Deux officiants menuisiers fumaient leurs cigarettes et devisaient tranquillement assis sur un banc dans un des jardins du Vatican. Ils faisaient partie des équipes de maintenance menuiserie de la cité du Vatican. C’étaient eux qui, quelques minutes auparavant, avait vissé le couvercle sur le cercueil du pape François, dissimulant ainsi pour l’éternité la sympathique face de Jorge Mario Bergoglio aux yeux des peuples de la terre. S’adressant à son collègue et ami, l’un deux dit :
« Al momento di mettere il coperchio ho dato un ultima occhiata al papa e mi è sembrato che le sue labbra sorridessero. Non era cosi ieri sera »
« È buffo, anch’io ho fatto la stessa osservazione. Pensavo che forse il rigor della morta a farle questo sorriso »
(Traduction : « Au moment de mettre le couvercle, j’ai jeté un ultime coup d’œil au pape et il m’a semblé que ses lèvres souriaient. Ce n’était pas le cas hier soir. »« C’est drôle, moi aussi j’ai fait la même observation. Je pensais que c’était peut-être le rigor mortis qui lui avait donné ce sourire. »
Six jours auparavant, avant sa bénédiction Urbi et Orbi de Pâques, le Pape avait reçu en audience privée dans sa résidence Sainte Marthe J.D. Vance (vice-président des USA) et sa famille. La veille le Vice-président Vance avait été reçu à la Sécrétairie d’Etat par le cardinal Pietro Parolin. Le rapport qu’il avait reçu laissait François sinon inquiet du moins dubitatif sur la personnalité ‘’originale’’ de JD Vance. D’autre part, le pape avait été très choqué, quelques semaines auparavant, par l’accueil humiliant qui avait été réservé à Volodymyr Zelensky dans le bureau ovale par Trump et JD Vance. Ce dernier avait été particulièrement agressif contre Volodymyr. Un vrai chien d’attaque.
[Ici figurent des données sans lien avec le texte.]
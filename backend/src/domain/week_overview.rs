//! The week view: one tile per day starting at the base date, each showing
//! the activity of that day's active board.

use shared::{Activity, Board, DateIdentifier};
use std::sync::Arc;
use tracing::debug;

use super::catalog::{resolve_image, ActivityCatalog, ImageSource};
use super::date_resolver::{target_identifier, weekday_name};
use super::identity::find_active;
use crate::storage::BoardStorage;

pub const DEFAULT_WEEK_LENGTH: u32 = 7;

#[derive(Debug, Clone, PartialEq)]
pub struct WeekDay {
    pub day_offset: u32,
    pub date: DateIdentifier,
    pub day_name: &'static str,
    pub board_id: Option<String>,
    pub title: Option<String>,
    pub activity: Option<Activity>,
    pub image: Option<ImageSource>,
}

impl WeekDay {
    pub fn is_planned(&self) -> bool {
        self.activity.is_some()
    }
}

/// Lay out `week_length` days from `base` using the boards in `boards`
pub fn build_week(
    boards: &[Board],
    catalog: &dyn ActivityCatalog,
    base: DateIdentifier,
    week_length: u32,
) -> Vec<WeekDay> {
    (0..week_length)
        .map(|day_offset| {
            let date = target_identifier(base, day_offset);
            let board = find_active(boards, base, day_offset);
            let activity = board.and_then(Board::canonical_activity).cloned();
            WeekDay {
                day_offset,
                date,
                day_name: weekday_name(date.date()),
                board_id: board.map(|b| b.id.clone()),
                title: board.map(|b| b.title.clone()),
                image: activity.as_ref().and_then(|a| resolve_image(catalog, a)),
                activity,
            }
        })
        .collect()
}

#[derive(Clone)]
pub struct WeekOverviewService {
    store: Arc<dyn BoardStorage>,
    catalog: Arc<dyn ActivityCatalog>,
    week_length: u32,
}

impl WeekOverviewService {
    pub fn new(store: Arc<dyn BoardStorage>, catalog: Arc<dyn ActivityCatalog>, week_length: u32) -> Self {
        Self {
            store,
            catalog,
            week_length,
        }
    }

    /// Read the store fresh and lay out the week starting at `base`
    pub async fn load(&self, base: DateIdentifier) -> Vec<WeekDay> {
        let boards = self.store.list_all().await;
        let week = build_week(&boards, self.catalog.as_ref(), base, self.week_length);
        debug!(
            "Week from {}: {} of {} days planned",
            base,
            week.iter().filter(|d| d.is_planned()).count(),
            week.len()
        );
        week
    }
}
Malgré son extrême fatigue et une charge énorme ce jour de Pâques, le pape François accepta cette audience impromptue de quelques minutes afin d’infirmer ou de confirmer ses intuitions concernant ce personnage qu’était JD Vance.
Vers la fin de l’après-midi, pendant un moment de calme et de prière, François se remémora la brève entrevue. Ses intuitions étaient confirmées; ce personnage de JD Vance était le mauvais génie du président Donald Trump. De part sa fonction et malgré sa ‘’foi chrétienne’’, cet homme est dangereux pour la paix dans le monde et la concorde entre les peuples. C’est sur qu’avec JD Vance les guerres en Ukraine et à Gaza ne sont pas prêtes de s’arrêter.
Mais que pouvait-il faire, lui simple mortel, même avec sa chasuble de pape de la chrétienté ? Il se sentait impuissant et désespéré. Il savait, au fond de lui, qu’il avait bientôt rendez-vous avec son Seigneur et Maître. Le temps allait lui manqué. Que pouvait-il faire ?
Une petite étincelle jaillit dans l’esprit jésuite et rebelle de Jorge Mario Bergoglio. Au contraire ! Au contraire !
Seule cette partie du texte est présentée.